But he again emphasizes here that it is not a theocratic institution. "Its dominion is heavenly and divine and its laws are inspirational and spiritual."

 

We have already discussed the concept of _h.add_ or scripturally defined offenses. The other side of the coin is _ta`zi:r_ or offenses and punishments specified by religious or civil authority that, while they do not contradict the revealed law, cover areas that it did not address, based on general principles stated in scripture.

 

Clearly, six or seven laws derived from scripture, the hudud, were insufficient to the needs of medieval Muslim government. Coulson says that Muslim scholars argued that the caliph or later sovereign had the authority to determine what behavior constituted an offense and to set the punishment for it. "Such discretionary punishment is known as ta`zir or 'deterrence,' since its purpose is to "deter" the offender himself or others from similar conduct." Matters of personal status law were also under the purview of the caliph (and later other authorities, whether sultan or religious jurisprudent). (In Middle Eastern societies of the 19th century, personal status law concerning marriage, inheritance, etc. was often not overseen by the state but rather by the religious institutions of the believer. Catholics in Ottoman Mt. Lebanon were regulated by canon law, not Sunni Ottoman codes, with regard to personal status as well as some ta`zir. They could not marry more than one wife, e.g.).

 

`Abdu'l-Baha says that the house of justice is the body in the Baha'i faith that has authority over personal status laws (ah.ka:m-i madaniyyih), as well as ta`zir.

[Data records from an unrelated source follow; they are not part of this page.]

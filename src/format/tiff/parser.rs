//! TIFF header and IFD parsing.
//!
//! # Header
//!
//! ```text
//! Classic TIFF (8 bytes):  byte order | 42 | u32 first IFD
//! BigTIFF      (16 bytes): byte order | 43 | 8 | 0 | u64 first IFD
//! ```
//!
//! # IFD
//!
//! ```text
//! entry count (u16 | u64)
//! entries     (12 | 20 bytes each): tag u16, type u16, count (u32 | u64), value/offset (4 | 8)
//! next IFD    (u32 | u64)
//! ```
//!
//! Values that fit in the value/offset field are stored inline; larger ones
//! live elsewhere in the file and are fetched through [`super::ValueReader`].

use crate::error::TiffError;
use crate::io::{read_u16_be, read_u16_le, read_u32_be, read_u32_le, read_u64_be, read_u64_le};

use super::tags::{FieldType, TiffTag};

// =============================================================================
// Constants
// =============================================================================

/// "II"
const BYTE_ORDER_LITTLE_ENDIAN: u16 = 0x4949;

/// "MM"
const BYTE_ORDER_BIG_ENDIAN: u16 = 0x4D4D;

/// Version number for classic TIFF
pub const VERSION_TIFF: u16 = 42;

/// Version number for BigTIFF
pub const VERSION_BIGTIFF: u16 = 43;

/// Size of classic TIFF header in bytes
pub const TIFF_HEADER_SIZE: usize = 8;

/// Size of BigTIFF header in bytes
pub const BIGTIFF_HEADER_SIZE: usize = 16;

/// Upper bound on entries in one IFD; real pages carry a few dozen.
const MAX_IFD_ENTRIES: u64 = 4096;

// =============================================================================
// ByteOrder
// =============================================================================

/// Byte order (endianness) of a TIFF file.
#[derive(Debug, Clone, Copy, PartialEq, Eq)]
pub enum ByteOrder {
    /// Little-endian ("II")
    LittleEndian,
    /// Big-endian ("MM")
    BigEndian,
}

impl ByteOrder {
    #[inline]
    pub fn read_u16(self, bytes: &[u8]) -> u16 {
        match self {
            ByteOrder::LittleEndian => read_u16_le(bytes),
            ByteOrder::BigEndian => read_u16_be(bytes),
        }
    }

    #[inline]
    pub fn read_u32(self, bytes: &[u8]) -> u32 {
        match self {
            ByteOrder::LittleEndian => read_u32_le(bytes),
            ByteOrder::BigEndian => read_u32_be(bytes),
        }
    }

    #[inline]
    pub fn read_u64(self, bytes: &[u8]) -> u64 {
        match self {
            ByteOrder::LittleEndian => read_u64_le(bytes),
            ByteOrder::BigEndian => read_u64_be(bytes),
        }
    }
}

// =============================================================================
// TiffHeader
// =============================================================================

/// Parsed TIFF file header.
#[derive(Debug, Clone, Copy, PartialEq, Eq)]
pub struct TiffHeader {
    /// Byte order for all multi-byte values in the file
    pub byte_order: ByteOrder,

    /// Whether this is a BigTIFF file (64-bit offsets)
    pub is_bigtiff: bool,

    /// Offset to the first IFD in the file
    pub first_ifd_offset: u64,
}

impl TiffHeader {
    /// Parse a TIFF header from the first bytes of a file.
    ///
    /// `file_size` bounds the first IFD offset.
    pub fn parse(bytes: &[u8], file_size: u64) -> Result<Self, TiffError> {
        if bytes.len() < TIFF_HEADER_SIZE {
            return Err(TiffError::FileTooSmall {
                required: TIFF_HEADER_SIZE as u64,
                actual: bytes.len() as u64,
            });
        }

        let magic = u16::from_le_bytes([bytes[0], bytes[1]]);
        let byte_order = match magic {
            BYTE_ORDER_LITTLE_ENDIAN => ByteOrder::LittleEndian,
            BYTE_ORDER_BIG_ENDIAN => ByteOrder::BigEndian,
            _ => return Err(TiffError::InvalidMagic(magic)),
        };

        let (is_bigtiff, first_ifd_offset) = match byte_order.read_u16(&bytes[2..4]) {
            VERSION_TIFF => (false, byte_order.read_u32(&bytes[4..8]) as u64),
            VERSION_BIGTIFF => {
                if bytes.len() < BIGTIFF_HEADER_SIZE {
                    return Err(TiffError::FileTooSmall {
                        required: BIGTIFF_HEADER_SIZE as u64,
                        actual: bytes.len() as u64,
                    });
                }
                let offset_size = byte_order.read_u16(&bytes[4..6]);
                if offset_size != 8 {
                    return Err(TiffError::InvalidBigTiffOffsetSize(offset_size));
                }
                (true, byte_order.read_u64(&bytes[8..16]))
            }
            version => return Err(TiffError::InvalidVersion(version)),
        };

        if first_ifd_offset >= file_size {
            return Err(TiffError::InvalidIfdOffset(first_ifd_offset));
        }

        Ok(TiffHeader {
            byte_order,
            is_bigtiff,
            first_ifd_offset,
        })
    }

    /// Size of one IFD entry: 12 bytes classic, 20 bytes BigTIFF.
    #[inline]
    pub const fn ifd_entry_size(&self) -> usize {
        if self.is_bigtiff {
            20
        } else {
            12
        }
    }

    /// Size of the entry count field at the start of an IFD.
    #[inline]
    pub const fn ifd_count_size(&self) -> usize {
        if self.is_bigtiff {
            8
        } else {
            2
        }
    }

    /// Size of the value/offset field in an entry and of the next-IFD link.
    #[inline]
    pub const fn value_offset_size(&self) -> usize {
        if self.is_bigtiff {
            8
        } else {
            4
        }
    }
}

// =============================================================================
// IfdEntry
// =============================================================================

/// One tag entry of an IFD, with its value/offset field kept raw.
#[derive(Debug, Clone, PartialEq, Eq)]
pub struct IfdEntry {
    /// Numeric tag ID
    pub tag_id: u16,

    /// Decoded field type (`None` for types this parser does not know)
    pub field_type: Option<FieldType>,

    /// Field type as stored
    pub field_type_raw: u16,

    /// Number of values
    pub count: u64,

    /// Value/offset field, zero-padded to 8 bytes
    pub value_offset_bytes: [u8; 8],

    /// Whether the value is stored in `value_offset_bytes`
    pub is_inline: bool,

    /// Width of the value/offset field (4 classic, 8 BigTIFF)
    pub offset_size: u8,
}

impl IfdEntry {
    /// The tag, if known.
    pub fn tag(&self) -> Option<TiffTag> {
        TiffTag::from_u16(self.tag_id)
    }

    /// Total size of the value in bytes.
    pub fn value_byte_size(&self) -> Option<u64> {
        self.field_type
            .and_then(|ft| (ft.size_in_bytes() as u64).checked_mul(self.count))
    }

    /// File offset of an out-of-line value.
    pub fn value_offset(&self, byte_order: ByteOrder) -> u64 {
        if self.offset_size == 8 {
            byte_order.read_u64(&self.value_offset_bytes)
        } else {
            byte_order.read_u32(&self.value_offset_bytes) as u64
        }
    }

    /// Single inline integer value, widened to u64.
    pub fn inline_u64(&self, byte_order: ByteOrder) -> Option<u64> {
        if !self.is_inline || self.count != 1 {
            return None;
        }
        let bytes = &self.value_offset_bytes;
        match self.field_type? {
            FieldType::Byte => Some(bytes[0] as u64),
            FieldType::Short => Some(byte_order.read_u16(bytes) as u64),
            FieldType::Long => Some(byte_order.read_u32(bytes) as u64),
            FieldType::Long8 | FieldType::Ifd8 => Some(byte_order.read_u64(bytes)),
            _ => None,
        }
    }

    /// Single inline integer value that fits in u32.
    pub fn inline_u32(&self, byte_order: ByteOrder) -> Option<u32> {
        self.inline_u64(byte_order)
            .and_then(|v| u32::try_from(v).ok())
    }
}

// =============================================================================
// Ifd
// =============================================================================

/// A parsed Image File Directory.
#[derive(Debug, Clone, PartialEq, Eq)]
pub struct Ifd {
    /// File offset this IFD was read from
    pub offset: u64,

    /// Entries in file order
    pub entries: Vec<IfdEntry>,

    /// Offset of the next IFD in the chain (0 = end)
    pub next_ifd_offset: u64,
}

impl Ifd {
    /// Byte size of an IFD with `entry_count` entries.
    pub fn calculate_size(entry_count: u64, header: &TiffHeader) -> usize {
        header.ifd_count_size()
            + entry_count as usize * header.ifd_entry_size()
            + header.value_offset_size()
    }

    /// Decode the entry count that starts an IFD.
    pub fn parse_entry_count(bytes: &[u8], header: &TiffHeader) -> Result<u64, TiffError> {
        let count = if header.is_bigtiff {
            header.byte_order.read_u64(bytes)
        } else {
            header.byte_order.read_u16(bytes) as u64
        };
        if count > MAX_IFD_ENTRIES {
            return Err(TiffError::InvalidTagValue {
                tag: "IFD",
                message: format!("implausible entry count {}", count),
            });
        }
        Ok(count)
    }

    /// Parse a complete IFD read from `offset`.
    pub fn parse(bytes: &[u8], offset: u64, header: &TiffHeader) -> Result<Self, TiffError> {
        let byte_order = header.byte_order;
        let count_size = header.ifd_count_size();
        if bytes.len() < count_size {
            return Err(TiffError::FileTooSmall {
                required: count_size as u64,
                actual: bytes.len() as u64,
            });
        }

        let entry_count = Self::parse_entry_count(bytes, header)?;
        let required = Self::calculate_size(entry_count, header);
        if bytes.len() < required {
            return Err(TiffError::FileTooSmall {
                required: required as u64,
                actual: bytes.len() as u64,
            });
        }

        let entry_size = header.ifd_entry_size();
        let value_size = header.value_offset_size();
        let mut entries = Vec::with_capacity(entry_count as usize);

        for i in 0..entry_count as usize {
            let raw = &bytes[count_size + i * entry_size..count_size + (i + 1) * entry_size];
            let tag_id = byte_order.read_u16(&raw[0..2]);
            let field_type_raw = byte_order.read_u16(&raw[2..4]);
            let field_type = FieldType::from_u16(field_type_raw);

            let (count, value_start) = if header.is_bigtiff {
                (byte_order.read_u64(&raw[4..12]), 12)
            } else {
                (byte_order.read_u32(&raw[4..8]) as u64, 8)
            };

            let mut value_offset_bytes = [0u8; 8];
            value_offset_bytes[..value_size]
                .copy_from_slice(&raw[value_start..value_start + value_size]);

            let is_inline = field_type
                .map(|ft| ft.fits_inline(count, header.is_bigtiff))
                .unwrap_or(false);

            entries.push(IfdEntry {
                tag_id,
                field_type,
                field_type_raw,
                count,
                value_offset_bytes,
                is_inline,
                offset_size: value_size as u8,
            });
        }

        let next_start = count_size + entry_count as usize * entry_size;
        let next_ifd_offset = if header.is_bigtiff {
            byte_order.read_u64(&bytes[next_start..])
        } else {
            byte_order.read_u32(&bytes[next_start..]) as u64
        };

        Ok(Ifd {
            offset,
            entries,
            next_ifd_offset,
        })
    }

    /// Find the entry for a tag.
    pub fn get_entry_by_tag(&self, tag: TiffTag) -> Option<&IfdEntry> {
        let id = tag.as_u16();
        self.entries.iter().find(|e| e.tag_id == id)
    }

    /// Single inline integer value of a tag.
    pub fn get_u32(&self, tag: TiffTag, byte_order: ByteOrder) -> Option<u32> {
        self.get_entry_by_tag(tag)?.inline_u32(byte_order)
    }

    pub fn image_width(&self, byte_order: ByteOrder) -> Option<u32> {
        self.get_u32(TiffTag::ImageWidth, byte_order)
    }

    pub fn image_height(&self, byte_order: ByteOrder) -> Option<u32> {
        self.get_u32(TiffTag::ImageLength, byte_order)
    }

    pub fn tile_width(&self, byte_order: ByteOrder) -> Option<u32> {
        self.get_u32(TiffTag::TileWidth, byte_order)
    }

    pub fn tile_height(&self, byte_order: ByteOrder) -> Option<u32> {
        self.get_u32(TiffTag::TileLength, byte_order)
    }

    pub fn compression(&self, byte_order: ByteOrder) -> Option<u16> {
        self.get_u32(TiffTag::Compression, byte_order)
            .map(|v| v as u16)
    }

    /// BitsPerSample; defaults to 1 when absent.
    pub fn bits_per_sample(&self, byte_order: ByteOrder) -> u16 {
        self.get_u32(TiffTag::BitsPerSample, byte_order)
            .map_or(1, |v| v as u16)
    }

    /// SampleFormat; defaults to 1 (unsigned) when absent.
    pub fn sample_format(&self, byte_order: ByteOrder) -> u16 {
        self.get_u32(TiffTag::SampleFormat, byte_order)
            .map_or(1, |v| v as u16)
    }

    /// SamplesPerPixel; defaults to 1 when absent.
    pub fn samples_per_pixel(&self, byte_order: ByteOrder) -> u16 {
        self.get_u32(TiffTag::SamplesPerPixel, byte_order)
            .map_or(1, |v| v as u16)
    }

    pub fn photometric(&self, byte_order: ByteOrder) -> Option<u16> {
        self.get_u32(TiffTag::PhotometricInterpretation, byte_order)
            .map(|v| v as u16)
    }

    /// NewSubfileType; defaults to 0 when absent.
    pub fn new_subfile_type(&self, byte_order: ByteOrder) -> u32 {
        self.get_u32(TiffTag::NewSubfileType, byte_order)
            .unwrap_or(0)
    }

    /// Whether the IFD carries tile geometry.
    pub fn is_tiled(&self) -> bool {
        self.get_entry_by_tag(TiffTag::TileWidth).is_some()
            && self.get_entry_by_tag(TiffTag::TileLength).is_some()
    }

    /// Whether the IFD carries strip geometry.
    pub fn is_stripped(&self) -> bool {
        self.get_entry_by_tag(TiffTag::StripOffsets).is_some()
    }
}

// =============================================================================
// Tests
// =============================================================================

He points out, as we saw above, that in the Qur'an there were only a small numer of h.udu:d or specified criminal offenses. Further Islamic law (ta`zir) was derived from general scriptural principles by jurisprudential reasoning on the part of the Shi`ite jurists. In the Baha'i faith, such practical jurisprudence is to be undertaken by the house of justice. Individual scholars are not forbidden from writing abstract treatises on jurisprudence, but their opinions have no force in positive law unless they are adopted by the house of justice.

 

`Abdu'l- Baha sees two advantages to this procedure. First, the house of justice as a central, over-arching body, will be in a better position to create rationalized legal codes that demonstrate some uniformity. Individual jurists all giving their own rulings had in Shi`ite society created legal chaos. Second, the house of justice, as a democratic, elected institution, would have more legitimacy among believers than an individual, unelected scholar of jurisprudence. `Abdu'l-Baha here specifies a further source of the house of justice's legitimate authority in Weberian terms, its democratic character (he envisaged it as a Baha'i "parliament" elected according to British parliamentary norms). It would be interesting to discuss to what degree either of these expectations has been met in reality.

 

Again, note that what is forbidden to jurisprudents is to make idiosyncratic rulings with legal force. The Baha'i muballighin or ulama in Qajar Iran made rulings with normative effect as informal qadis during `Abdu'l-Baha's lifetime, when there were few local spiritual assemblies and no house of justice existed. `Abdu'l-Baha was dissatisfied with the differing practices that resulted and put that authority under the house of justice. He appears to have foreseen the sort of situation that now exists in the U.S. with regard to civil law, where law professors write articles for law reviews that have absolutely no legal force unless (as sometimes happens) the Supreme Court picks up their arguments and implements them. There does not appear to me to be any warrant in anything `Abdu'l-Baha says here for the folk Baha'i belief that it is illicit for Baha'i scholars of jurisprudence to so much as state their individual views publicly. I would suggest that a recent example of individual jurisprudential reasoning that has no legal force is Udo Schaefer's essay in *Baha'i Studies Review* on infallibility.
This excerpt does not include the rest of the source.